━━━ Source material ━━━
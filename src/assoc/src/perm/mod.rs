//! Permutation engines.
//!
//! Both modes draw from two independent streams seeded from the same user
//! seed: `rng_perm` drives the shuffles, `rng_trick` the bounded-uniform
//! draw of the early-stopping trick. The separate engine re-seeds once per
//! subgroup, the joint engine once overall, so a fixed seed reproduces every
//! result bit for bit.

pub mod separate;
pub mod joint;

/// Number of exceedances at which the trick fires.
pub(crate) const TRICK_HITS: u64 = 11;

/// Turn the exceedance counter into the reported permutation p-value.
///
/// When every requested permutation ran, p = hits/(N+1) (the counter starts
/// at 1, so this is the usual (1 + #exceedances)/(N+1)). After an early stop
/// at m < N permutations with 11 exceedances, the empirical tail estimate is
/// replaced by a draw from Uniform(11/(m+2), 11/(m+1)).
pub(crate) fn calibrate(hits: u64, done: u64, requested: u64, rng_trick: &mut fastrand::Rng) -> f64 {
    if done == requested {
        hits as f64 / (requested as f64 + 1.0)
    } else {
        let m = done as f64;
        let lo = TRICK_HITS as f64 / (m + 2.0);
        let hi = TRICK_HITS as f64 / (m + 1.0);
        lo + (hi - lo) * rng_trick.f64()
    }
}
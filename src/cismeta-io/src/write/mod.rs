//! Gzipped result writer.

use std::{
    fs::{self, File},
    io::{BufWriter, Write},
    path::{Path, PathBuf},
};

use anyhow::Result;
use gzp::{deflate::Gzip, par::compress::{ParCompress, ParCompressBuilder}, ZWriter};
use located_error::LocatedError;

mod error;
pub use error::WriteError;

/// Field separator of every result file.
pub const SEPARATOR: &str = " ";

/// A gzip-compressed line writer. The underlying stream is block-compressed
/// in parallel; `finish()` must run before the file is complete on disk.
pub struct GzWriter {
    source: BufWriter<ParCompress<Gzip>>,
}

impl GzWriter {
    /// Open `path` for writing, creating parent directories as needed.
    pub fn new(path: &Path) -> Result<Self> {
        if let Some(parent) = path.parent() {
            if !parent.as_os_str().is_empty() && !parent.exists() {
                fs::create_dir_all(parent)
                    .map_err(|source| WriteError::CreateParentDirectory{path: path.to_path_buf(), source})
                    .loc("While preparing the output directory")?;
            }
        }
        let file = File::create(path)
            .map_err(|source| WriteError::Create{path: path.to_path_buf(), source})
            .with_loc(|| format!("While creating '{}'", path.display()))?;
        let gz: ParCompress<Gzip> = ParCompressBuilder::new().from_writer(file);
        Ok(Self { source: BufWriter::new(gz) })
    }

    pub fn write_line(&mut self, line: &str) -> Result<()> {
        self.source.write_all(line.as_bytes()).map_err(WriteError::Io)
            .loc("While writing a result line")?;
        self.source.write_all(b"\n").map_err(WriteError::Io)
            .loc("While writing a result line")?;
        Ok(())
    }

    /// Write one line per item of `iter`.
    pub fn write_iter<T, I>(&mut self, iter: T) -> Result<()>
    where
        T: IntoIterator<Item = I>,
        I: std::fmt::Display,
    {
        for item in iter {
            self.write_line(&format!("{item}"))?;
        }
        Ok(())
    }

    /// Flush and close the gzip stream.
    pub fn finish(self) -> Result<()> {
        let mut gz = self.source.into_inner()
            .map_err(|e| WriteError::Io(e.into_error()))
            .loc("While flushing the result writer")?;
        gz.finish().map_err(WriteError::Finish)
            .loc("While finalizing the gzip stream")?;
        Ok(())
    }
}

/// `<prefix>_<suffix>.txt.gz`.
pub fn output_path(prefix: &Path, suffix: &str) -> PathBuf {
    PathBuf::from(format!("{}_{}.txt.gz", prefix.display(), suffix))
}
use std::path::PathBuf;

use thiserror::Error;

#[derive(Error, Debug)]
pub enum ReadError {
    #[error("Failed to open '{}'", path.display())]
    Open{path: PathBuf, #[source] source: std::io::Error},

    #[error("'{}' is empty", path.display())]
    EmptyFile{path: PathBuf},

    #[error("'{}', line {line}: expected {expected} column(s), found {found}", path.display())]
    ColumnCount{path: PathBuf, line: usize, expected: String, found: usize},

    #[error("'{}', line {line}: cannot parse '{field}' as a number", path.display())]
    ParseNumber{path: PathBuf, line: usize, field: String},

    #[error("'{}': malformed header. {reason}", path.display())]
    MalformedHeader{path: PathBuf, reason: String},

    #[error("The genotype list '{}' must reference exactly one genotype file, found {found}", path.display())]
    SingleGenotypeSource{path: PathBuf, found: usize},

    #[error("The subgroup list '{}' contains a duplicate subgroup id '{id}'", path.display())]
    DuplicateSubgroup{path: PathBuf, id: String},
}
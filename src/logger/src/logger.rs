//! Terminal reporting for cismeta-rs: leveled log records and per-feature
//! progress bars, sharing one terminal without tearing each other apart.

use std::io::Write;

use env_logger::{fmt::Color, Builder, Env};
use indicatif::{MultiProgress, ProgressBar, ProgressStyle};
use indicatif_log_bridge::LogWrapper;
use log::{Level, LevelFilter};
use once_cell::sync::OnceCell;

static INSTANCE: OnceCell<Logger> = OnceCell::new();

/// Process-wide logger. env_logger formats the records; the sink is wrapped
/// around an indicatif `MultiProgress`, which every progress bar of the
/// engines registers with.
#[derive(Debug)]
pub struct Logger {
    multi: MultiProgress,
}

impl Logger {
    /// Install the global logger.
    ///
    /// Warnings are reported by default; `verbose` raises the level (-v
    /// Info, -vv Debug, -vvv and beyond Trace) and `quiet` drops it to
    /// errors only. The `CISMETA_LOG` environment variable overrides both.
    pub fn init(verbose: u8, quiet: bool) {
        let logger = Builder::new()
            .filter_level(Self::level_filter(verbose, quiet))
            .format(format_record)
            .parse_env(Env::default().filter("CISMETA_LOG"))
            .build();

        let multi = MultiProgress::new();
        LogWrapper::new(multi.clone(), logger)
            .try_init()
            .expect("a global logger is already installed");
        INSTANCE.set(Self { multi }).expect("Logger::init ran twice");
    }

    fn level_filter(verbose: u8, quiet: bool) -> LevelFilter {
        if quiet {
            return LevelFilter::Error
        }
        match verbose {
            0 => LevelFilter::Warn,
            1 => LevelFilter::Info,
            2 => LevelFilter::Debug,
            _ => LevelFilter::Trace,
        }
    }

    /// The `MultiProgress` behind the installed logger.
    ///
    /// # Panics
    /// If [`Logger::init`] has not run.
    pub fn multi() -> &'static MultiProgress {
        &INSTANCE.get().expect("Logger::init has not run").multi
    }

    /// Non-panicking variant of [`Logger::multi`], for callers that may run
    /// before (or without) logger initialization.
    pub fn try_multi() -> Option<&'static MultiProgress> {
        INSTANCE.get().map(|logger| &logger.multi)
    }

    /// A progress bar over `len` work items, registered with the global
    /// `MultiProgress` so concurrent log lines redraw above it. Hidden when
    /// the logger was never installed (unit tests, library embeddings).
    pub fn progress(len: usize, message: String) -> ProgressBar {
        let Some(multi) = Self::try_multi() else {
            return ProgressBar::hidden()
        };
        let bar = ProgressBar::new(len as u64).with_message(message).with_style(
            ProgressStyle::with_template("{msg:<22} {bar:40.green/white} {pos}/{len} [{elapsed_precise}]")
                .expect("valid progress template")
                .progress_chars("=> "),
        );
        multi.add(bar)
    }
}

/// One line per record: time, colored level, message. Errors additionally
/// carry their call site.
fn format_record(buf: &mut env_logger::fmt::Formatter, record: &log::Record) -> std::io::Result<()> {
    let mut level_style = buf.style();
    let color = match record.level() {
        Level::Error => Color::Red,
        Level::Warn  => Color::Yellow,
        Level::Info  => Color::Green,
        Level::Debug => Color::Blue,
        Level::Trace => Color::Magenta,
    };
    level_style.set_color(color).set_bold(true);

    let time = chrono::Local::now().format("%H:%M:%S");
    match record.level() {
        Level::Error => writeln!(
            buf,
            "{time} {} ({}:{}) {}",
            level_style.value(record.level()),
            record.file().unwrap_or("?"),
            record.line().unwrap_or(0),
            record.args()
        ),
        _ => writeln!(
            buf,
            "{time} {:<5} {}",
            level_style.value(record.level()),
            record.args()
        ),
    }
}
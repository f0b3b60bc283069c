//! Features (molecular phenotypes) and their per-pair association results.

use ahash::AHashMap;
use stats::{OlsStats, StdSstats};

use crate::SnpIdx;

/// Genomic coordinates of a feature, 1-based inclusive.
#[derive(Debug, Clone, PartialEq, Eq)]
pub struct FeatureCoords {
    pub chr: String,
    pub start: u32,
    pub end: u32,
}

/// Association result of one (feature, cis-SNP) pair: per-subgroup OLS
/// summary statistics, standardized triples and the ABF family.
///
/// `unweighted_abfs` keeps its insertion order (the enumerator order), so
/// the write phase never has to re-derive it; `weighted_abfs` is the
/// label-keyed lookup used by the permutation engine.
#[derive(Debug, Clone)]
pub struct PairResult {
    pub snp: SnpIdx,
    pub stats: Vec<OlsStats>,
    pub std_sstats: Vec<StdSstats>,
    pub unweighted_abfs: Vec<(String, Vec<f64>)>,
    pub weighted_abfs: AHashMap<String, f64>,
}

impl PairResult {
    pub fn new(snp: SnpIdx, nb_subgroups: usize) -> Self {
        Self {
            snp,
            stats: vec![OlsStats::degenerate(0); nb_subgroups],
            std_sstats: vec![StdSstats::zero(); nb_subgroups],
            unweighted_abfs: Vec::new(),
            weighted_abfs: AHashMap::new(),
        }
    }

    /// Number of subgroups with at least one aligned sample for this pair.
    pub fn nb_subgroups_with_data(&self) -> usize {
        self.stats.iter().filter(|s| s.n > 0).count()
    }

    /// Total sample count over subgroups.
    pub fn nb_samples(&self) -> usize {
        self.stats.iter().map(|s| s.n).sum()
    }

    pub fn sample_sizes(&self) -> Vec<usize> {
        self.stats.iter().map(|s| s.n).collect()
    }
}

/// One feature: phenotype vectors per subgroup, its cis-SNPs, association
/// results and permutation bookkeeping.
#[derive(Debug, Clone)]
pub struct Feature {
    pub name: String,
    pub chr: String,
    /// 1-based inclusive interval.
    pub start: u32,
    pub end: u32,
    /// `phenos[s]` is empty when subgroup s does not measure this feature.
    pub phenos: Vec<Vec<f64>>,
    pub is_na: Vec<Vec<bool>>,
    /// Sorted by coordinate, deduplicated; filled by the cis-scan.
    pub cis_snps: Vec<SnpIdx>,
    pub pair_results: Vec<PairResult>,
    pub perm_pval_sep: Vec<f64>,
    pub nb_perms_sep: Vec<u64>,
    pub joint_perm_pval: f64,
    pub nb_perms_joint: u64,
    pub max_l10_true_abf: f64,
}

impl Feature {
    pub fn new(name: String, coords: FeatureCoords, nb_subgroups: usize) -> Self {
        Self {
            name,
            chr: coords.chr,
            start: coords.start,
            end: coords.end,
            phenos: vec![Vec::new(); nb_subgroups],
            is_na: vec![Vec::new(); nb_subgroups],
            cis_snps: Vec::new(),
            pair_results: Vec::new(),
            perm_pval_sep: vec![f64::NAN; nb_subgroups],
            nb_perms_sep: vec![0; nb_subgroups],
            joint_perm_pval: f64::NAN,
            nb_perms_joint: 0,
            max_l10_true_abf: f64::NAN,
        }
    }

    /// Does subgroup `s` measure this feature at all?
    pub fn has_pheno(&self, s: usize) -> bool {
        !self.phenos[s].is_empty()
    }

    /// Smallest per-subgroup p-value over this feature's cis-SNPs, ignoring
    /// degenerate (NaN) pairs. NaN when nothing is testable.
    pub fn min_true_pval(&self, s: usize) -> f64 {
        let min = self.pair_results.iter()
            .map(|pair| pair.stats[s].pval)
            .filter(|p| !p.is_nan())
            .fold(f64::INFINITY, f64::min);
        if min.is_infinite() { f64::NAN } else { min }
    }
}
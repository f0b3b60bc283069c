//! Locating the cis-SNPs of a feature by walking the coordinate-sorted SNP
//! list of its chromosome.

use ahash::AHashMap;
use cohort::{Feature, Snp, SnpIdx};
use parser::Anchor;

/// The inclusive cis window [lo, hi] of a feature under the given anchor
/// policy. The lower bound saturates at zero.
pub fn window(ftr: &Feature, anchor: Anchor, cis_len: u32) -> (u32, u32) {
    let lo = ftr.start.saturating_sub(cis_len);
    let hi = match anchor {
        Anchor::Fss    => ftr.start.saturating_add(cis_len),
        Anchor::FssFes => ftr.end.saturating_add(cis_len),
    };
    (lo, hi)
}

/// The feature's cis-SNPs, in coordinate order. Walks the chromosome's
/// sorted SNP list from the lowest coordinate and stops at the first SNP
/// past the window.
pub fn scan(
    ftr: &Feature,
    snps: &[Snp],
    snps_by_chr: &AHashMap<String, Vec<SnpIdx>>,
    anchor: Anchor,
    cis_len: u32,
) -> Vec<SnpIdx> {
    let Some(chr_snps) = snps_by_chr.get(&ftr.chr) else {
        return Vec::new()
    };
    let (lo, hi) = window(ftr, anchor, cis_len);

    let mut cis = Vec::new();
    for &idx in chr_snps {
        let coord = snps[idx.0].coord;
        if coord > hi {
            break
        }
        if coord >= lo {
            cis.push(idx);
        }
    }
    cis
}

#[cfg(test)]
mod tests {
    use super::*;
    use cohort::FeatureCoords;

    fn feature(start: u32, end: u32) -> Feature {
        Feature::new("gene1".into(), FeatureCoords { chr: "chr1".into(), start, end }, 1)
    }

    fn arena(coords: &[u32]) -> (Vec<Snp>, AHashMap<String, Vec<SnpIdx>>) {
        let snps: Vec<Snp> = coords.iter().enumerate()
            .map(|(i, &coord)| Snp::new(format!("rs{i}"), "chr1".into(), coord, vec![], vec![]))
            .collect();
        let mut by_chr = AHashMap::new();
        by_chr.insert("chr1".to_string(), (0..snps.len()).map(SnpIdx).collect());
        (snps, by_chr)
    }

    #[test]
    fn fss_window_boundaries() {
        // start = 1000, L = 100: [900, 1100].
        let ftr = feature(1000, 1100);
        let (snps, by_chr) = arena(&[899, 900, 1100, 1101]);
        let cis = scan(&ftr, &snps, &by_chr, Anchor::Fss, 100);
        let coords: Vec<u32> = cis.iter().map(|&i| snps[i.0].coord).collect();
        assert_eq!(coords, vec![900, 1100]);
    }

    #[test]
    fn fss_fes_extends_to_feature_end() {
        let ftr = feature(1000, 1100);
        let (snps, by_chr) = arena(&[899, 900, 1100, 1101, 1200, 1201]);
        let cis = scan(&ftr, &snps, &by_chr, Anchor::FssFes, 100);
        let coords: Vec<u32> = cis.iter().map(|&i| snps[i.0].coord).collect();
        assert_eq!(coords, vec![900, 1100, 1101, 1200]);
    }

    #[test]
    fn window_saturates_near_chromosome_start() {
        let ftr = feature(50, 60);
        assert_eq!(window(&ftr, Anchor::Fss, 100), (0, 150));
    }

    #[test]
    fn unknown_chromosome_has_no_cis_snps() {
        let mut ftr = feature(1000, 1100);
        ftr.chr = "chrX".into();
        let (snps, by_chr) = arena(&[1000]);
        assert!(scan(&ftr, &snps, &by_chr, Anchor::Fss, 100).is_empty());
    }
}
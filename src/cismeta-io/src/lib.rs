//! File adapters of cismeta-rs: loaders for every input format and the
//! gzipped result writer. Formats are plain whitespace-separated text,
//! optionally gzip-compressed (`.gz`).

pub mod read;
pub mod write;
//! On-disk fixture dataset shared by the end-to-end tests.
//!
//! Two subgroups over ten genotyped samples; geneA carries a perfect
//! dose-response signal on rs_strong, geneB is noise.

use std::{
    fs::File,
    io::{BufRead, BufReader, Write},
    path::{Path, PathBuf},
};

use flate2::read::MultiGzDecoder;

pub struct Dataset {
    pub dir: tempfile::TempDir,
    pub geno_list: PathBuf,
    pub pheno_list: PathBuf,
    pub fcoord: PathBuf,
    pub grid: PathBuf,
}

pub const SAMPLES: usize = 10;

fn dose(sample: usize) -> usize {
    sample % 3
}

fn impute_triple(dose: usize) -> &'static str {
    match dose {
        0 => "1 0 0",
        1 => "0 1 0",
        _ => "0 0 1",
    }
}

fn write_file(path: &Path, content: &str) {
    File::create(path)
        .and_then(|mut f| f.write_all(content.as_bytes()))
        .expect("fixture file");
}

pub fn dataset() -> Dataset {
    let dir = tempfile::tempdir().expect("tempdir");
    let root = dir.path();

    // ---- Genotype matrix: rs_strong and rs_noise in cis of both genes,
    //      rs_far out of every window.
    let mut geno = String::from("chr name coord a1 a2");
    for i in 0..SAMPLES {
        geno.push_str(&format!(" s{i}_a1a1 s{i}_a1a2 s{i}_a2a2"));
    }
    geno.push('\n');
    let mut push_snp = |name: &str, chr: &str, coord: u32, doses: &dyn Fn(usize) -> usize| {
        geno.push_str(&format!("{chr} {name} {coord} A G"));
        for i in 0..SAMPLES {
            geno.push(' ');
            geno.push_str(impute_triple(doses(i)));
        }
        geno.push('\n');
    };
    push_snp("rs_strong", "chr1", 1050, &dose);
    push_snp("rs_noise", "chr1", 1300, &|i| (i * 7 + 1) % 3);
    push_snp("rs_far", "chr1", 9_000_000, &dose);
    let geno_path = root.join("geno.txt");
    write_file(&geno_path, &geno);

    let geno_list = root.join("geno_list.txt");
    write_file(&geno_list, &format!("# shared genotypes\ncohort {}\n", geno_path.display()));

    // ---- Phenotype matrices: tissueA types every sample, tissueB the
    //      first eight only.
    let pheno_a = root.join("pheno_tissueA.txt");
    let mut content = String::from("Id");
    for i in 0..SAMPLES {
        content.push_str(&format!(" s{i}"));
    }
    content.push('\n');
    content.push_str("geneA");
    for i in 0..SAMPLES {
        content.push_str(&format!(" {}", dose(i) as f64 + 1.0));
    }
    content.push('\n');
    content.push_str("geneB");
    for i in 0..SAMPLES {
        content.push_str(&format!(" {}", ((i * 13 % 7) as f64) / 2.0 - 1.5));
    }
    content.push('\n');
    write_file(&pheno_a, &content);

    let pheno_b = root.join("pheno_tissueB.txt");
    let mut content = String::from("Id");
    for i in 0..8 {
        content.push_str(&format!(" s{i}"));
    }
    content.push('\n');
    content.push_str("geneA");
    for i in 0..8 {
        content.push_str(&format!(" {}", dose(i) as f64 + 1.0));
    }
    content.push('\n');
    content.push_str("geneB");
    for i in 0..8 {
        content.push_str(&format!(" {}", ((i * 11 % 5) as f64) / 2.0 - 1.0));
    }
    content.push('\n');
    write_file(&pheno_b, &content);

    let pheno_list = root.join("pheno_list.txt");
    write_file(&pheno_list, &format!(
        "tissueA {}\ntissueB {}\n", pheno_a.display(), pheno_b.display()
    ));

    // ---- Feature coordinates (BED: 0-based half-open starts).
    let fcoord = root.join("fcoord.bed");
    write_file(&fcoord, "chr1\t999\t1100\tgeneA\nchr1\t1199\t1400\tgeneB\n");

    // ---- Grid.
    let grid = root.join("grid.txt");
    write_file(&grid, "0.1 0.4\n0.5 0.5\n");

    Dataset { dir, geno_list, pheno_list, fcoord, grid }
}

impl Dataset {
    pub fn cli(&self, out: &Path, extra: &[&str]) -> parser::Cli {
        use clap::Parser as _;
        let mut args = vec![
            "cismeta-rs".to_string(),
            format!("--geno={}", self.geno_list.display()),
            format!("--pheno={}", self.pheno_list.display()),
            format!("--fcoord={}", self.fcoord.display()),
            format!("--out={}", out.display()),
        ];
        args.extend(extra.iter().map(|s| (*s).to_string()));
        parser::Cli::try_parse_from(args).expect("fixture arguments must parse")
    }

    pub fn grid_arg(&self) -> String {
        format!("--grid={}", self.grid.display())
    }
}

pub fn read_gz_lines(path: &Path) -> Vec<String> {
    BufReader::new(MultiGzDecoder::new(File::open(path).expect("output file")))
        .lines()
        .collect::<std::io::Result<_>>()
        .expect("readable gzip output")
}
━━━
What is being asked: Look through the entries above. Copy out every line holding the word "counter".

Response:
/// Turn the exceedance counter into the reported permutation p-value.
/// When every requested permutation ran, p = hits/(N+1) (the counter starts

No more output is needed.